Recovery of rare metal indium from waste crystalline silicon heterojunction (HJT) solar cells is important with the large-scale development of photovoltaic industry, is becoming economically and environmentally justified. Thus, the objective of this work is to study hydrometallurgical recovery of indium and valuable materials from HJT solar cells. In addition, to study some parameters used in this process. In this study, three key processes including pretreatment, acid leaching and optimization design on singer-factor to minimize waste of resources were proposed and implemented. Firstly, the samples were characterized by Inductively coupled plasma optical emission spectrometer (ICP-OES) showed indium concentrations of 2950 mg/kg. Then, reacting with NaOH 10% at 90 °C for 8 min can separate the silver electrodes on the surface of the cells, which realize the primary recovery of the silver electrode. After this, the influence of acid type, acid concentration, retention time and temperature on indium leaching was analyzed. Subsequently, the BBD method under response surface methodology was used to optimize the leaching rate.
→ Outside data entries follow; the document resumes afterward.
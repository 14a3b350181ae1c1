#![forbid(unsafe_code)]

use chrono::{DateTime, Utc};
use serde::Deserialize;
use serde::de::DeserializeOwned;
use thiserror::Error;

use crate::envelope::{Envelope, HistoryPage, MessageType, Payload, Typing};

/// Stable `error.code` values sent to clients.
pub mod codes {
	pub const MALFORMED_ENVELOPE: &str = "malformed_envelope";
	pub const UNKNOWN_TYPE: &str = "unknown_type";
	pub const INVALID_PAYLOAD: &str = "invalid_payload";
	pub const UNSUPPORTED_TYPE: &str = "unsupported_type";
	pub const UNSUPPORTED_FRAME: &str = "unsupported_frame";
	pub const NOT_A_MEMBER: &str = "not_a_member";
	pub const INVALID_TARGET: &str = "invalid_target";
	pub const FORBIDDEN: &str = "forbidden";
	pub const UPSTREAM_UNAVAILABLE: &str = "upstream_unavailable";
}

/// Recoverable protocol violation. The connection stays open; the sender gets one `error` envelope.
#[derive(Debug, Error, Clone, PartialEq, Eq)]
pub enum ProtocolError {
	#[error("malformed envelope: {0}")]
	Malformed(String),

	#[error("unknown message type: {0:?}")]
	UnknownType(String),

	#[error("missing payload for {0}")]
	MissingPayload(MessageType),

	#[error("invalid {kind} payload: {reason}")]
	InvalidPayload {
		kind: MessageType,
		reason: String,
	},

	#[error("{0} is not accepted from clients")]
	ServerOnly(MessageType),

	#[error("binary frames are not supported")]
	BinaryFrame,

	#[error("failed to encode envelope: {0}")]
	Encode(String),
}

impl ProtocolError {
	pub fn code(&self) -> &'static str {
		match self {
			ProtocolError::Malformed(_) | ProtocolError::Encode(_) => codes::MALFORMED_ENVELOPE,
			ProtocolError::UnknownType(_) => codes::UNKNOWN_TYPE,
			ProtocolError::MissingPayload(_) | ProtocolError::InvalidPayload { .. } => codes::INVALID_PAYLOAD,
			ProtocolError::ServerOnly(_) => codes::UNSUPPORTED_TYPE,
			ProtocolError::BinaryFrame => codes::UNSUPPORTED_FRAME,
		}
	}

	/// The `error` envelope reported back to the offending sender.
	pub fn to_envelope(&self) -> Envelope {
		Envelope::error(self.code(), self.to_string())
	}
}

#[derive(Debug, Deserialize)]
struct RawEnvelope {
	#[serde(rename = "type")]
	kind: String,
	#[serde(default)]
	payload: Option<serde_json::Value>,
	#[serde(default)]
	timestamp: Option<DateTime<Utc>>,
}

/// Decode one text frame into a typed, validated envelope.
///
/// The payload is checked against the declared `type` here, so routing never sees a shape mismatch.
/// Unknown payload fields are ignored; unknown types are rejected. A missing `timestamp` is filled
/// with the receive time.
pub fn decode(text: &str) -> Result<Envelope, ProtocolError> {
	let raw: RawEnvelope = serde_json::from_str(text).map_err(|e| ProtocolError::Malformed(e.to_string()))?;

	let kind = MessageType::from_wire(&raw.kind).ok_or_else(|| ProtocolError::UnknownType(raw.kind.clone()))?;

	let payload = match kind {
		MessageType::RoomMessage => Payload::RoomMessage(body(kind, raw.payload)?),
		MessageType::DirectMessage => Payload::DirectMessage(body(kind, raw.payload)?),
		MessageType::JoinRoom => Payload::JoinRoom(body(kind, raw.payload)?),
		MessageType::LeaveRoom => Payload::LeaveRoom(body(kind, raw.payload)?),
		MessageType::UserTyping => Payload::UserTyping(body(kind, raw.payload)?),
		MessageType::LoadRoomHistory => Payload::LoadRoomHistory(body(kind, raw.payload)?),
		MessageType::LoadConversation => Payload::LoadConversation(body(kind, raw.payload)?),
		MessageType::UserOnline => Payload::UserOnline(body(kind, raw.payload)?),
		MessageType::UserOffline => Payload::UserOffline(body(kind, raw.payload)?),
		MessageType::Ping => Payload::Ping,
		MessageType::Pong => Payload::Pong,
		MessageType::Error => Payload::Error(body(kind, raw.payload)?),
		MessageType::Success => Payload::Success(body(kind, raw.payload)?),
	};

	validate(&payload)?;

	Ok(Envelope {
		payload,
		timestamp: raw.timestamp.unwrap_or_else(Utc::now),
	})
}

/// Encode an envelope as a JSON text frame.
pub fn encode(envelope: &Envelope) -> Result<String, ProtocolError> {
	serde_json::to_string(envelope).map_err(|e| ProtocolError::Encode(e.to_string()))
}

fn body<T: DeserializeOwned>(kind: MessageType, value: Option<serde_json::Value>) -> Result<T, ProtocolError> {
	let value = match value {
		Some(serde_json::Value::Null) | None => return Err(ProtocolError::MissingPayload(kind)),
		Some(v) => v,
	};

	serde_json::from_value(value).map_err(|e| ProtocolError::InvalidPayload {
		kind,
		reason: e.to_string(),
	})
}

fn invalid(kind: MessageType, reason: &str) -> ProtocolError {
	ProtocolError::InvalidPayload {
		kind,
		reason: reason.to_string(),
	}
}

fn ensure_positive(kind: MessageType, field: &str, raw: i64) -> Result<(), ProtocolError> {
	if raw <= 0 {
		return Err(invalid(kind, &format!("{field} must be positive")));
	}
	Ok(())
}

fn ensure_content(kind: MessageType, content: &str) -> Result<(), ProtocolError> {
	if content.trim().is_empty() {
		return Err(invalid(kind, "content must not be empty"));
	}
	Ok(())
}

fn validate_typing(kind: MessageType, t: &Typing) -> Result<(), ProtocolError> {
	match (t.room_id, t.to_user_id) {
		(Some(room), None) => ensure_positive(kind, "room_id", room.get()),
		(None, Some(user)) => ensure_positive(kind, "to_user_id", user.get()),
		_ => Err(invalid(kind, "exactly one of room_id or to_user_id is required")),
	}
}

fn validate_history(kind: MessageType, page: &HistoryPage) -> Result<(), ProtocolError> {
	match kind {
		MessageType::LoadRoomHistory => {
			let room = page.room_id.ok_or_else(|| invalid(kind, "room_id is required"))?;
			ensure_positive(kind, "room_id", room.get())?;
			if page.conversation_id.is_some() {
				return Err(invalid(kind, "conversation_id is not allowed here"));
			}
		}
		_ => {
			let conversation = page
				.conversation_id
				.ok_or_else(|| invalid(kind, "conversation_id is required"))?;
			ensure_positive(kind, "conversation_id", conversation.get())?;
			if page.room_id.is_some() {
				return Err(invalid(kind, "room_id is not allowed here"));
			}
		}
	}

	if let Some(before) = page.before_id {
		ensure_positive(kind, "before_id", before.get())?;
	}
	Ok(())
}

fn validate(payload: &Payload) -> Result<(), ProtocolError> {
	let kind = payload.message_type();
	match payload {
		Payload::RoomMessage(m) => {
			ensure_positive(kind, "room_id", m.room_id.get())?;
			ensure_content(kind, &m.content)
		}
		Payload::DirectMessage(m) => {
			ensure_positive(kind, "to_user_id", m.to_user_id.get())?;
			ensure_content(kind, &m.content)
		}
		Payload::JoinRoom(r) | Payload::LeaveRoom(r) => ensure_positive(kind, "room_id", r.room_id.get()),
		Payload::UserTyping(t) => validate_typing(kind, t),
		Payload::LoadRoomHistory(p) | Payload::LoadConversation(p) => validate_history(kind, p),
		Payload::Error(e) if e.code.trim().is_empty() => Err(invalid(kind, "code must not be empty")),
		_ => Ok(()),
	}
}
#![forbid(unsafe_code)]

pub mod config;
pub mod server;
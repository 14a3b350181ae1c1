#![forbid(unsafe_code)]

use std::sync::Arc;
use std::time::Duration;

use bytes::Bytes;
use futures::stream::{SplitSink, SplitStream};
use futures::{SinkExt, StreamExt};
use parley_domain::{ConnectionId, Identity};
use parley_protocol::{Envelope, Payload, PresenceEvent, ProtocolError, decode};
use tokio::io::{AsyncRead, AsyncWrite};
use tokio::sync::mpsc;
use tokio::time::{Instant, MissedTickBehavior, timeout, timeout_at};
use tokio_tungstenite::WebSocketStream;
use tokio_tungstenite::tungstenite::protocol::frame::coding::CloseCode;
use tokio_tungstenite::tungstenite::protocol::{CloseFrame, WebSocketConfig};
use tokio_tungstenite::tungstenite::{Message, Utf8Bytes};
use tracing::{debug, info, warn};

use crate::server::hub::{HubHandle, encode_frame};
use crate::server::lifecycle::{CloseReason, ConnState, Lifecycle};
use crate::server::registry::ConnectionHandle;
use crate::server::router::Router;

/// Per-connection settings.
#[derive(Debug, Clone)]
pub struct ConnectionSettings {
	/// Largest inbound message in bytes; anything larger is a transport error.
	pub max_message_size: usize,
	/// Read deadline, refreshed by each pong.
	pub pong_wait: Duration,
	/// Deadline for every socket write.
	pub write_wait: Duration,
	/// Outbound queue capacity.
	pub outbound_capacity: usize,
	/// Most queued frames written per flush.
	pub max_coalesce: usize,
}

impl Default for ConnectionSettings {
	fn default() -> Self {
		Self {
			max_message_size: 512,
			pong_wait: Duration::from_secs(60),
			write_wait: Duration::from_secs(10),
			outbound_capacity: 256,
			max_coalesce: 64,
		}
	}
}

impl ConnectionSettings {
	/// Keepalive ping interval: nine tenths of `pong_wait`.
	pub fn ping_period(&self) -> Duration {
		self.pong_wait * 9 / 10
	}

	pub fn websocket_config(&self) -> WebSocketConfig {
		WebSocketConfig::default()
			.max_message_size(Some(self.max_message_size))
			.max_frame_size(Some(self.max_message_size))
	}
}

/// Drive one authenticated socket until it closes.
///
/// Registers with the hub, runs the outbound loop on its own task and the inbound loop on this one.
/// Whichever side fails first fires the close signal; both unregister, and the hub ignores the second call.
pub async fn run_connection<S>(
	ws: WebSocketStream<S>,
	conn_id: ConnectionId,
	identity: Identity,
	router: Router,
	settings: ConnectionSettings,
) where
	S: AsyncRead + AsyncWrite + Unpin + Send + 'static,
{
	struct ConnectionGaugeGuard;
	impl Drop for ConnectionGaugeGuard {
		fn drop(&mut self) {
			metrics::gauge!("parley_server_active_connections").decrement(1.0);
		}
	}

	metrics::gauge!("parley_server_active_connections").increment(1.0);
	let _conn_guard = ConnectionGaugeGuard;

	let lifecycle = Arc::new(Lifecycle::new());
	lifecycle.transition(ConnState::Connecting, ConnState::Authenticated);

	let (out_tx, out_rx) = mpsc::channel::<Utf8Bytes>(settings.outbound_capacity.max(1));
	let handle = ConnectionHandle::new(conn_id, identity.clone(), out_tx, Arc::clone(&lifecycle));

	let (mut sink, stream) = ws.split();

	let snapshot = match router.hub().register(handle).await {
		Ok(snapshot) => snapshot,
		Err(e) => {
			warn!(conn_id = %conn_id, user_id = %identity.user_id, error = %e, "hub registration failed");
			lifecycle.close(CloseReason::RegistrationFailed);
			let _ = timeout(settings.write_wait, sink.send(close_message(CloseReason::RegistrationFailed))).await;
			lifecycle.finish();
			return;
		}
	};

	info!(conn_id = %conn_id, user = %identity, online = snapshot.len(), "connection active");

	// Written ahead of the outbound queue; on failure both loops see the close signal and wind down.
	match timeout(settings.write_wait, write_presence_snapshot(&mut sink, snapshot)).await {
		Ok(Ok(n)) => {
			metrics::counter!("parley_server_frames_written_total").increment(n as u64);
		}
		Ok(Err(e)) => {
			debug!(conn_id = %conn_id, error = %e, "presence snapshot write failed");
			lifecycle.close(CloseReason::Transport);
		}
		Err(_) => {
			lifecycle.close(CloseReason::WriteTimeout);
		}
	}

	let writer = tokio::spawn(write_loop(
		sink,
		out_rx,
		Arc::clone(&lifecycle),
		router.hub().clone(),
		conn_id,
		settings.clone(),
	));

	let reason = read_loop(stream, conn_id, &identity, &router, &lifecycle, &settings).await;
	lifecycle.close(reason);
	router.hub().unregister(conn_id).await;

	if let Err(e) = writer.await {
		warn!(conn_id = %conn_id, error = %e, "writer task failed");
	}

	lifecycle.finish();
	let reason = lifecycle.close_reason().unwrap_or(reason);
	metrics::counter!("parley_server_disconnects_total", "reason" => reason.as_str()).increment(1);
	info!(conn_id = %conn_id, user = %identity, reason = reason.as_str(), "connection closed");
}

async fn read_loop<S>(
	mut stream: SplitStream<WebSocketStream<S>>,
	conn_id: ConnectionId,
	identity: &Identity,
	router: &Router,
	lifecycle: &Lifecycle,
	settings: &ConnectionSettings,
) -> CloseReason
where
	S: AsyncRead + AsyncWrite + Unpin,
{
	let mut deadline = Instant::now() + settings.pong_wait;

	loop {
		let next = tokio::select! {
			biased;
			reason = lifecycle.closed() => return reason,
			next = timeout_at(deadline, stream.next()) => next,
		};

		let msg = match next {
			Err(_) => {
				debug!(conn_id = %conn_id, "read deadline expired");
				metrics::counter!("parley_server_keepalive_timeouts_total").increment(1);
				return CloseReason::KeepaliveTimeout;
			}
			Ok(None) => return CloseReason::ClientClosed,
			Ok(Some(Err(e))) => {
				debug!(conn_id = %conn_id, error = %e, "read failed");
				return CloseReason::Transport;
			}
			Ok(Some(Ok(msg))) => msg,
		};

		let routed = match msg {
			Message::Text(text) => match decode(text.as_str()) {
				Ok(envelope) => router.route(conn_id, identity, envelope).await,
				Err(err) => router.reject(conn_id, &err).await,
			},
			Message::Binary(_) => router.reject(conn_id, &ProtocolError::BinaryFrame).await,
			Message::Pong(_) => {
				deadline = Instant::now() + settings.pong_wait;
				Ok(())
			}
			// Answered by the protocol layer.
			Message::Ping(_) => Ok(()),
			Message::Close(frame) => {
				debug!(conn_id = %conn_id, ?frame, "peer closed");
				return CloseReason::ClientClosed;
			}
			Message::Frame(_) => Ok(()),
		};

		if let Err(e) = routed {
			warn!(conn_id = %conn_id, error = %e, "routing stopped");
			return CloseReason::ServerShutdown;
		}
	}
}

async fn write_loop<S>(
	mut sink: SplitSink<WebSocketStream<S>, Message>,
	mut rx: mpsc::Receiver<Utf8Bytes>,
	lifecycle: Arc<Lifecycle>,
	hub: HubHandle,
	conn_id: ConnectionId,
	settings: ConnectionSettings,
) where
	S: AsyncRead + AsyncWrite + Unpin,
{
	let period = settings.ping_period();
	let mut ping = tokio::time::interval_at(Instant::now() + period, period);
	ping.set_missed_tick_behavior(MissedTickBehavior::Delay);

	let failure = loop {
		tokio::select! {
			biased;
			reason = lifecycle.closed() => {
				let _ = timeout(settings.write_wait, sink.send(close_message(reason))).await;
				return;
			}
			frame = rx.recv() => {
				let Some(frame) = frame else {
					let _ = timeout(settings.write_wait, sink.send(close_message(CloseReason::ClientClosed))).await;
					return;
				};
				match timeout(settings.write_wait, write_batch(&mut sink, &mut rx, frame, settings.max_coalesce)).await {
					Ok(Ok(n)) => {
						metrics::counter!("parley_server_frames_written_total").increment(n as u64);
					}
					Ok(Err(e)) => {
						debug!(conn_id = %conn_id, error = %e, "write failed");
						break CloseReason::Transport;
					}
					Err(_) => break CloseReason::WriteTimeout,
				}
			}
			_ = ping.tick() => {
				match timeout(settings.write_wait, sink.send(Message::Ping(Bytes::new()))).await {
					Ok(Ok(())) => {}
					Ok(Err(e)) => {
						debug!(conn_id = %conn_id, error = %e, "keepalive ping failed");
						break CloseReason::Transport;
					}
					Err(_) => break CloseReason::WriteTimeout,
				}
			}
		}
	};

	warn!(conn_id = %conn_id, reason = failure.as_str(), "outbound loop failed");
	lifecycle.close(failure);
	hub.unregister(conn_id).await;
}

/// One `user_online` frame per already-online user, flushed once.
async fn write_presence_snapshot<S>(
	sink: &mut SplitSink<WebSocketStream<S>, Message>,
	snapshot: Vec<PresenceEvent>,
) -> Result<usize, tokio_tungstenite::tungstenite::Error>
where
	S: AsyncRead + AsyncWrite + Unpin,
{
	let mut n = 0;
	for event in snapshot {
		if let Some(frame) = encode_frame(&Envelope::new(Payload::UserOnline(event))) {
			sink.feed(Message::Text(frame)).await?;
			n += 1;
		}
	}
	if n > 0 {
		sink.flush().await?;
	}
	Ok(n)
}

/// Writes `first` plus whatever is already queued (up to `max_coalesce` frames), then flushes once.
pub(crate) async fn write_batch<S>(
	sink: &mut SplitSink<WebSocketStream<S>, Message>,
	rx: &mut mpsc::Receiver<Utf8Bytes>,
	first: Utf8Bytes,
	max_coalesce: usize,
) -> Result<usize, tokio_tungstenite::tungstenite::Error>
where
	S: AsyncRead + AsyncWrite + Unpin,
{
	sink.feed(Message::Text(first)).await?;
	let mut n = 1;
	while n < max_coalesce.max(1) {
		match rx.try_recv() {
			Ok(frame) => {
				sink.feed(Message::Text(frame)).await?;
				n += 1;
			}
			Err(_) => break,
		}
	}
	sink.flush().await?;
	Ok(n)
}

fn close_message(reason: CloseReason) -> Message {
	Message::Close(Some(CloseFrame {
		code: CloseCode::from(reason.code()),
		reason: Utf8Bytes::from_static(reason.as_str()),
	}))
}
Optimum operating conditions include a leaching step for 148 min at 93.2 °C in the presence of H 2 SO 4 6 mol/L with extraction rate of 95.2% and validate the feasibility with determination coefficient (99.55%) of the RSM model. • A novel experimental method is proposed for recovering indium from waste crystalline silicon heterojunction (HJT) solar cells. • A process to recovery of valuable materials in the HJT cells is designed. • Optimization of indium recovery by using Response Surface Model (RSM).